A “geringonça”, quanto maior está, mais fome tem

Há regras. Não são muitas, nem são novas mas constam das posições conjuntas que os partidos assinaram em 2015.

A palavra "geringonça" não me incomoda. Sei que há quem a desconsidere por entender que é limitadora, preconceituosa e até jocosa, mas eu acho que é um "conseguimento", como diria a ex-presidente da Assembleia da República Assunção Esteves. Ao longo dos anos - sim, já passaram anos - o termo perdeu a carga pejorativa e o pecado original que lhe estava associado foi ficando para trás. A "geringonça" já deu provas de funcionar. E é sobre isso que me debruçarei. Por que funciona a "geringonça"? E, claro, até quando?

Este texto surge numa altura em que as divergências entre os partidos que dão apoio ao Governo se intensificaram ao ponto de o Presidente da República ter dado conta publicamente das suas preocupações. Mas já estou a começar mal, porque é só ouvir os dirigentes do BE, do PCP e do PEV para perceber que não se trata de dar apoio ao Governo.

Há quatro partidos que se comprometeram, segundo as posições conjuntas que assinaram, a "negociar um acordo tendo em conta a construção de uma maioria estável, duradoura e credível na Assembleia da República" e a "fazer exames comuns em matérias convergentes". Parece a mesma coisa, mas é uma definição suficientemente ampla para permitir a João Oliveira, líder parlamentar do PCP, responder a um jornalista: "Apoiar o Governo? Mas nós não apoiamos o Governo".

Uma das regras da "geringonça" está clara para todos os envolvidos e é esta: ela não existe para apoiar o executivo de António Costa que é, de facto, minoritário. Negociar orçamentos, sim. Apoiar medidas que revertam as políticas levadas a cabo pelo anterior executivo, sim. Restituir direitos congelados pela troika, sim. Definir metas para o crescimento, não. Concertar a descentralização, não. Aprovar um pacto em matéria de justiça, não. Tudo o que ficou fora dos acordos devia ficar fora da "geringonça" sem gerar instabilidade e sem criar guerras políticas. Nem sempre os partidos e o Governo se lembram disto.
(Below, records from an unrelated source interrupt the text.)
#[cfg(test)]
pub(crate) mod tests {
    use super::*;
    use crate::lookup::spawn_lookup_worker;
    use crate::testing::{feed, flight, history_feed, recv_history, recv_live, recv_lookup, FakeSource};
    use std::sync::mpsc::{self, Receiver};
    use std::thread;
    use std::time::Duration;

    pub(crate) fn test_app(source: Arc<FakeSource>) -> (App, Receiver<FeedMessage>) {
        let (tx, rx) = mpsc::channel();
        let (lookup_tx, lookup_rx) = mpsc::channel();
        spawn_lookup_worker(source.clone(), lookup_rx, tx.clone()).unwrap();
        let config = Config {
            config_path: std::env::temp_dir().join("flightboard-app-test.toml"),
            ..Config::default()
        };
        let app = App::new(&config, source, tx, lookup_tx).unwrap();
        (app, rx)
    }

    #[test]
    fn route_paths_and_parsing() {
        assert_eq!(Route::Live.path(), "/");
        assert_eq!(Route::History.path(), "/history");
        assert_eq!(Route::from_str("/history"), Route::History);
        assert_eq!(Route::from_str("anything"), Route::Live);
        assert_eq!(Route::Live.next(), Route::History);
        assert_eq!(ThemeMode::from_str("mono"), ThemeMode::Monochrome);
        assert_eq!(ThemeMode::Monochrome.toggle(), ThemeMode::Default);
    }

    #[test]
    fn navigation_moves_the_poller() {
        let source = Arc::new(FakeSource::default());
        source.push_live(Ok(feed(vec![flight("a")], Some("2025-01-01T00:00:00Z"))));
        let (mut app, rx) = test_app(source.clone());

        app.start();
        assert!(app.live.is_active());
        app.handle_feed(FeedMessage::Live(recv_live(&rx)));
        assert_eq!(app.flights().len(), 1);

        app.switch_to(Route::History);
        assert!(!app.live.is_active());
        assert!(app.history.is_active());
        app.handle_feed(FeedMessage::History(recv_history(&rx)));
        assert_eq!(source.history_calls(), 1);

        app.switch_to(Route::Live);
        assert!(!app.history.is_active());
        assert!(app.live.is_active());
        app.handle_feed(FeedMessage::Live(recv_live(&rx)));

        app.switch_to(Route::History);
        app.handle_feed(FeedMessage::History(recv_history(&rx)));
        thread::sleep(Duration::from_millis(50));
        assert_eq!(source.history_calls(), 2);
        assert_eq!(source.live_calls(), 2);

        app.shutdown();
        assert!(!app.live.is_active());
        assert!(!app.history.is_active());
    }

    #[test]
    fn reload_issues_one_more_history_request() {
        let source = Arc::new(FakeSource::default());
        let (mut app, rx) = test_app(source.clone());
        app.switch_to(Route::History);
        app.handle_feed(FeedMessage::History(recv_history(&rx)));
        app.reload();
        app.handle_feed(FeedMessage::History(recv_history(&rx)));
        thread::sleep(Duration::from_millis(50));
        assert_eq!(source.history_calls(), 2);
        assert_eq!(source.live_calls(), 0);
    }

    #[test]
    fn selection_follows_the_flight() {
        let source = Arc::new(FakeSource::default());
        source.push_live(Ok(feed(vec![flight("a"), flight("b"), flight("c")], None)));
        source.push_live(Ok(feed(vec![flight("c"), flight("a")], None)));
        let (mut app, rx) = test_app(source);
        app.start();
        app.handle_feed(FeedMessage::Live(recv_live(&rx)));
        app.select_row(2);
        assert_eq!(app.selected_flight().map(|f| f.id.as_str()), Some("c"));

        app.reload();
        app.handle_feed(FeedMessage::Live(recv_live(&rx)));
        assert_eq!(app.live_table.selected(), Some(0));
        assert_eq!(app.selected_flight().map(|f| f.id.as_str()), Some("c"));
        app.shutdown();
    }

    #[test]
    fn live_detail_goes_through_lookup() {
        let source = Arc::new(FakeSource::default());
        let mut detailed = flight("a");
        detailed.registration = Some("4X-EKA".to_string());
        source.add_flight(detailed);
        source.push_live(Ok(feed(vec![flight("a"), flight("ghost")], None)));
        let (mut app, rx) = test_app(source);
        app.start();
        app.handle_feed(FeedMessage::Live(recv_live(&rx)));

        app.open_detail();
        assert_eq!(app.input_mode, InputMode::Detail);
        assert_eq!(app.detail, Some(Panel::Loading));
        app.handle_feed(FeedMessage::Lookup(recv_lookup(&rx)));
        match &app.detail {
            Some(Panel::Ready(record)) => assert_eq!(record.registration.as_deref(), Some("4X-EKA")),
            other => panic!("unexpected {other:?}"),
        }

        app.close_popup();
        app.next_row();
        app.open_detail();
        app.handle_feed(FeedMessage::Lookup(recv_lookup(&rx)));
        assert_eq!(app.detail, Some(Panel::Failed(NOT_FOUND_MESSAGE.to_string())));
        app.shutdown();
    }

    #[test]
    fn history_detail_uses_stored_record() {
        let source = Arc::new(FakeSource::default());
        source.push_history(Ok(history_feed(vec![flight("old")])));
        let (mut app, rx) = test_app(source.clone());
        app.switch_to(Route::History);
        app.handle_feed(FeedMessage::History(recv_history(&rx)));
        app.open_detail();
        assert_eq!(app.detail, Some(Panel::Ready(flight("old"))));
        assert_eq!(source.lookup_calls(), 0);
    }

    #[test]
    fn status_failure_uses_fixed_message() {
        let source = Arc::new(FakeSource::default());
        let (mut app, rx) = test_app(source);
        app.open_status();
        app.handle_feed(FeedMessage::Lookup(recv_lookup(&rx)));
        assert_eq!(
            app.status,
            Some(Panel::Failed("No connection to server".to_string()))
        );
        app.close_popup();
        assert_eq!(app.input_mode, InputMode::Normal);
        assert!(app.status.is_none());
    }
}
use std::collections::VecDeque;
use std::sync::atomic::{AtomicUsize, Ordering};
use std::sync::mpsc::Receiver;
use std::sync::Mutex;
use std::time::Duration;

use crate::app::FeedMessage;
use crate::history::HistoryUpdate;
use crate::live::LiveUpdate;
use crate::lookup::LookupMessage;
use crate::model::{FlightRecord, HistoryFeed, LiveFeed, ServerStatus};
use crate::net::{FetchError, FlightSource};

/// Scripted transport. Each queue is drained in order; an empty queue
/// answers with an empty feed.
#[derive(Default)]
pub struct FakeSource {
    live: Mutex<VecDeque<Result<LiveFeed, FetchError>>>,
    history: Mutex<VecDeque<Result<HistoryFeed, FetchError>>>,
    flights: Mutex<Vec<FlightRecord>>,
    status: Mutex<Option<Result<ServerStatus, FetchError>>>,
    live_calls: AtomicUsize,
    history_calls: AtomicUsize,
    lookup_calls: AtomicUsize,
}

impl FakeSource {
    pub fn push_live(&self, result: Result<LiveFeed, FetchError>) {
        self.live.lock().unwrap().push_back(result);
    }

    pub fn push_history(&self, result: Result<HistoryFeed, FetchError>) {
        self.history.lock().unwrap().push_back(result);
    }

    pub fn add_flight(&self, record: FlightRecord) {
        self.flights.lock().unwrap().push(record);
    }

    pub fn set_status(&self, result: Result<ServerStatus, FetchError>) {
        *self.status.lock().unwrap() = Some(result);
    }

    pub fn live_calls(&self) -> usize {
        self.live_calls.load(Ordering::SeqCst)
    }

    pub fn history_calls(&self) -> usize {
        self.history_calls.load(Ordering::SeqCst)
    }

    pub fn lookup_calls(&self) -> usize {
        self.lookup_calls.load(Ordering::SeqCst)
    }
}

impl FlightSource for FakeSource {
    fn live(&self) -> Result<LiveFeed, FetchError> {
        self.live_calls.fetch_add(1, Ordering::SeqCst);
        self.live
            .lock()
            .unwrap()
            .pop_front()
            .unwrap_or_else(|| Ok(LiveFeed::default()))
    }

    fn history(&self) -> Result<HistoryFeed, FetchError> {
        self.history_calls.fetch_add(1, Ordering::SeqCst);
        self.history
            .lock()
            .unwrap()
            .pop_front()
            .unwrap_or_else(|| Ok(HistoryFeed::default()))
    }

    fn flight(&self, id: &str) -> Result<FlightRecord, FetchError> {
        self.lookup_calls.fetch_add(1, Ordering::SeqCst);
        self.flights
            .lock()
            .unwrap()
            .iter()
            .find(|f| f.id == id)
            .cloned()
            .ok_or(FetchError::NotFound)
    }

    fn status(&self) -> Result<ServerStatus, FetchError> {
        self.lookup_calls.fetch_add(1, Ordering::SeqCst);
        self.status
            .lock()
            .unwrap()
            .clone()
            .unwrap_or_else(|| Err(FetchError::Transport("unreachable".to_string())))
    }
}

pub fn flight(id: &str) -> FlightRecord {
    FlightRecord {
        id: id.to_string(),
        callsign: id.to_ascii_uppercase(),
        ..Default::default()
    }
}

pub fn feed(flights: Vec<FlightRecord>, updated_at: Option<&str>) -> LiveFeed {
    LiveFeed {
        count: Some(flights.len() as u64),
        flights,
        updated_at: updated_at.map(str::to_string),
    }
}

pub fn history_feed(flights: Vec<FlightRecord>) -> HistoryFeed {
    HistoryFeed {
        count: Some(flights.len() as u64),
        flights,
    }
}

const WAIT: Duration = Duration::from_secs(2);

pub fn recv_live(rx: &Receiver<FeedMessage>) -> LiveUpdate {
    loop {
        match rx.recv_timeout(WAIT).expect("no live update") {
            FeedMessage::Live(update) => return update,
            _ => continue,
        }
    }
}

pub fn recv_history(rx: &Receiver<FeedMessage>) -> HistoryUpdate {
    loop {
        match rx.recv_timeout(WAIT).expect("no history update") {
            FeedMessage::History(update) => return update,
            _ => continue,
        }
    }
}

pub fn recv_lookup(rx: &Receiver<FeedMessage>) -> LookupMessage {
    loop {
        match rx.recv_timeout(WAIT).expect("no lookup reply") {
            FeedMessage::Lookup(message) => return message,
            _ => continue,
        }
    }
}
Os acordos são mínimos denominadores comuns. Está lá escrito que "foram os pontos de convergência e não os de divergência que ambos os partidos [no caso o PS e o BE] optaram por valorizar". No ponto 2 lê-se ainda que o processo de negociação que levou à viabilização de um governo alternativo à coligação PàF foi "uma abordagem séria em que se reconheceram a natureza distinta dos programas dos partidos e as diferenças de pressupostos com que observam e enquadram aspectos estruturantes da situação do país".

Até a razão pela qual os partidos vão dizendo que esta solução é irrepetível está plasmada nos acordos bilaterais. Não haverá outra "geringonça" igual, com as mesma limitações ou os mesmos objectivos, porque já não se tratará de "pôr fim a um ciclo de degradação económica e social que a continuação de um governo PSD/CDS prolongaria". Tinha razão Passos Coelho quando dizia que era ele o cimento que unia a esquerda.

Apesar disso, a "geringonça" cumpriu-se, foi crescendo e ultrapassou as fronteiras definidas nos acordos. Alastrou-se a áreas que estavam fora das posições conjuntas e continua a tentar ir além de si própria. É um organismo vivo. Quanto maior está mais fome tem. Os denominadores comuns parecem cada vez mais mínimos, mas a estabilidade, a durabilidade e a credibilidade continuam a estar nos compromissos assumidos.

O Bloco de Esquerda marcou a sua XI Convenção Nacional (equivalente aos congressos dos outros partidos) para os dias 10 e 11 de Novembro deste ano. A última realizou-se no Verão de 2016, mas esta vai acontecer no período entre a apresentação do Orçamento do Estado (OE) para 2019 e a sua votação final global no Parlamento. Este ano, mais do que nos anteriores, o Bloco quer deixar o Governo em suspenso sobre qual será a sua posição relativamente ao OE. Se o partido não contribuir para a sua aprovação, o Presidente pode até marcar eleições legislativas antecipadas. E o organismo vivo não definha, morre. Isto, sim, seria uma espécie de suicídio assistido.